Sin embargo, no todo es pasión balompédica en esta producción de José Luis Dibildos que comienza como si de un filme de gánsters se tratase: la entrada de Pepe, una noche lluviosa, en la trastienda de una tasca donde los parroquianos esperan ansiosos la comparecencia del hombre que lidere una misión decisiva, parece augurar algún conciliábulo con la mira puesta en derrocar al gobierno o, por lo menos, asaltar una sucursal bancaria. Pero no: José Martín Rodríguez será el responsable de una empresa de muy distinto calado: lograr que el Casamata ascienda de categoría.
Ardua tarea para la que Pepe y Paco echarán toda la carne en el asador. Sobre todo después de convencer al meapilas de Xavier (José Luis López Vázquez) para que invierta su fortuna en el equipo y así, de paso, logre enamorar a su adorada Nuri (Maruja Bustos), una de las hermanas, junto con Ana (Laura Valenzuela), de Paco. Burdo subterfugio, puesto que ni la una ni la otra, empleadas en el Instituto de belleza Lady Doris, parecen muy interesadas por el deporte rey. De hecho, Ana, prometida de Pepe, está hasta las narices de que el fútbol se interponga entre ella y su novio.

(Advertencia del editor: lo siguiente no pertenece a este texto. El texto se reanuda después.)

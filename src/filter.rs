//! Rule-based inclusion/exclusion of filesystem entries.
//!
//! A filter string is one or more repetitions of `+` or `-` followed by
//! whitespace-separated glob patterns (single or double quotes may wrap a
//! pattern containing spaces). Patterns ending with a separator apply to
//! directories only; all others apply to files only. Evaluation walks the
//! compiled rule list in order and the first matching rule wins; when no
//! rule matches, a caller-supplied default (normally exclude) applies.
//!
//! Two behaviors keep narrow includes usable during a pruning tree walk:
//! - every include pattern also synthesizes directory-only include rules for
//!   its ancestor directories, so `+ a/b/*.txt` still lets the walk descend
//!   into `a` and `a/b`;
//! - a directory-only rule matches the directory itself and anything beneath
//!   it, so `- a/b/` excludes `a/b/c.txt` even when the file is queried
//!   directly. Synthesized ancestor rules match the directory itself only
//!   and never drag in siblings.

use globset::{GlobBuilder, GlobMatcher};
use std::collections::HashSet;

use crate::errors::PatternError;

/// One compiled rule: include or exclude, file-only or directory-only.
#[derive(Debug)]
struct CompiledRule {
    include: bool,
    kind: RuleKind,
    /// Whether any component of the pattern starts with a literal dot.
    /// Used for hidden-entry suppression: with `ignore_hidden`, only
    /// dot-explicit rules may match a path with a dot-leading component.
    dot_explicit: bool,
}

#[derive(Debug)]
enum RuleKind {
    File(GlobMatcher),
    Dir {
        exact: GlobMatcher,
        /// Present for user-written directory rules; `None` for synthesized
        /// ancestor rules, which must not match descendants.
        descendants: Option<GlobMatcher>,
    },
}

/// An ordered, immutable set of compiled filter rules.
#[derive(Debug)]
pub struct FilterSet {
    rules: Vec<CompiledRule>,
    ignore_hidden: bool,
}

impl FilterSet {
    /// Compile a filter string. Case-insensitive matching follows the
    /// platform convention of the scanned roots, passed in by the caller.
    pub fn compile(
        filter: &str,
        ignore_hidden: bool,
        case_insensitive: bool,
    ) -> Result<Self, PatternError> {
        let mut set = FilterSet {
            rules: Vec::new(),
            ignore_hidden,
        };
        // Ancestors already synthesized for the current include run.
        // Reset at each exclude group so a later include regenerates its
        // ancestor rules after the exclude.
        let mut implicit_dirs: HashSet<String> = HashSet::new();

        let mut action: Option<bool> = None;
        for token in tokenize(filter)? {
            let pattern = match token {
                Token::Include => {
                    action = Some(true);
                    continue;
                }
                Token::Exclude => {
                    action = Some(false);
                    implicit_dirs.clear();
                    continue;
                }
                Token::Pattern(p) => p,
            };
            let Some(include) = action else {
                return Err(PatternError::MissingAction(pattern));
            };
            set.push_pattern(&pattern, include, case_insensitive, &mut implicit_dirs)?;
        }

        Ok(set)
    }

    fn push_pattern(
        &mut self,
        raw: &str,
        include: bool,
        case_insensitive: bool,
        implicit_dirs: &mut HashSet<String>,
    ) -> Result<(), PatternError> {
        let pattern = normalize_pattern(raw);
        if pattern.is_empty() {
            return Ok(());
        }
        validate_pattern(&pattern)?;

        let dir_only = pattern.ends_with('/');
        let body = pattern.trim_end_matches('/');
        if body.is_empty() {
            return Ok(());
        }

        let kind = if dir_only {
            RuleKind::Dir {
                exact: compile_glob(body, case_insensitive)?,
                descendants: Some(compile_glob(&format!("{body}/**"), case_insensitive)?),
            }
        } else {
            RuleKind::File(compile_glob(body, case_insensitive)?)
        };
        self.rules.push(CompiledRule {
            include,
            kind,
            dot_explicit: is_dot_explicit(body),
        });

        // Implicit ancestor inclusion: keep the walk descending toward a
        // narrow include without including anything else along the way.
        if include {
            let mut ancestor = body;
            while let Some(idx) = ancestor.rfind('/') {
                ancestor = &ancestor[..idx];
                if ancestor.is_empty() || !implicit_dirs.insert(ancestor.to_string()) {
                    break;
                }
                self.rules.push(CompiledRule {
                    include: true,
                    kind: RuleKind::Dir {
                        exact: compile_glob(ancestor, case_insensitive)?,
                        descendants: None,
                    },
                    dot_explicit: is_dot_explicit(ancestor),
                });
            }
        }

        Ok(())
    }

    /// Decide whether `relpath` participates. Directory queries pass
    /// `is_dir = true`; `relpath` uses `/` separators and no trailing one.
    /// Returns `default` when no rule matches.
    pub fn evaluate_or(&self, relpath: &str, is_dir: bool, default: bool) -> bool {
        let hidden = self.ignore_hidden && relpath.split('/').any(|c| c.starts_with('.'));
        for rule in &self.rules {
            if hidden && !rule.dot_explicit {
                continue;
            }
            let matched = match &rule.kind {
                RuleKind::File(glob) => !is_dir && glob.is_match(relpath),
                RuleKind::Dir { exact, descendants } => {
                    if is_dir {
                        exact.is_match(relpath)
                            || descendants.as_ref().is_some_and(|d| d.is_match(relpath))
                    } else {
                        descendants.as_ref().is_some_and(|d| d.is_match(relpath))
                    }
                }
            };
            if matched {
                return rule.include;
            }
        }
        default
    }

    /// `evaluate_or` with the standard default of exclude.
    pub fn evaluate(&self, relpath: &str, is_dir: bool) -> bool {
        self.evaluate_or(relpath, is_dir, false)
    }
}

fn compile_glob(pattern: &str, case_insensitive: bool) -> Result<GlobMatcher, PatternError> {
    GlobBuilder::new(pattern)
        .literal_separator(true)
        .case_insensitive(case_insensitive)
        .build()
        .map(|g| g.compile_matcher())
        .map_err(|source| PatternError::BadGlob {
            pattern: pattern.to_string(),
            source,
        })
}

/// Strip a leading `./` and, on Windows, fold backslash separators so
/// user-typed paths match the normalized keys used everywhere else.
fn normalize_pattern(raw: &str) -> String {
    let mut p = raw.to_string();
    if cfg!(windows) {
        p = p.replace('\\', "/");
    }
    if let Some(stripped) = p.strip_prefix("./") {
        p = stripped.to_string();
    }
    p
}

fn validate_pattern(pattern: &str) -> Result<(), PatternError> {
    let trimmed = pattern.trim_end_matches('/');
    if trimmed == ".." || trimmed.starts_with("../") || trimmed.ends_with("/..") || trimmed.contains("/../")
    {
        return Err(PatternError::ParentEscape(pattern.to_string()));
    }
    let absolute = pattern.starts_with('/')
        || (pattern.len() >= 2 && pattern.as_bytes()[1] == b':' && pattern.as_bytes()[0].is_ascii_alphabetic());
    if absolute {
        return Err(PatternError::AbsolutePath(pattern.to_string()));
    }
    Ok(())
}

fn is_dot_explicit(pattern: &str) -> bool {
    pattern.split('/').any(|c| c.starts_with('.'))
}

enum Token {
    Include,
    Exclude,
    Pattern(String),
}

/// Split a filter string into `+`/`-` actions and pattern tokens.
/// Quoted tokens keep embedded whitespace; quotes themselves are stripped.
fn tokenize(s: &str) -> Result<Vec<Token>, PatternError> {
    let mut tokens = Vec::new();
    let mut chars = s.chars().peekable();
    while let Some(&c) = chars.peek() {
        if c.is_whitespace() {
            chars.next();
            continue;
        }
        if c == '\'' || c == '"' {
            chars.next();
            let mut word = String::new();
            let mut closed = false;
            for ch in chars.by_ref() {
                if ch == c {
                    closed = true;
                    break;
                }
                word.push(ch);
            }
            if !closed {
                return Err(PatternError::UnterminatedQuote(word));
            }
            tokens.push(Token::Pattern(word));
            continue;
        }
        let mut word = String::new();
        while let Some(&ch) = chars.peek() {
            if ch.is_whitespace() {
                break;
            }
            word.push(ch);
            chars.next();
        }
        match word.as_str() {
            "+" => tokens.push(Token::Include),
            "-" => tokens.push(Token::Exclude),
            _ => tokens.push(Token::Pattern(word)),
        }
    }
    Ok(tokens)
}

No obstante, y a pesar de haber encajado en sus inicios una abultada derrota por cero a catorce, los métodos del nuevo staff técnico enseguida darán resultado y el Casamata pasará de cerrar la clasificación a enfrentarse al cerril Cantalazo en un partido decisivo que acabará como el rosario de la aurora. Aunque antes, los jugadores habrán sido sometidos a una no menos accidentada (y furtiva) sesión de masaje en las instalaciones del Lady Doris.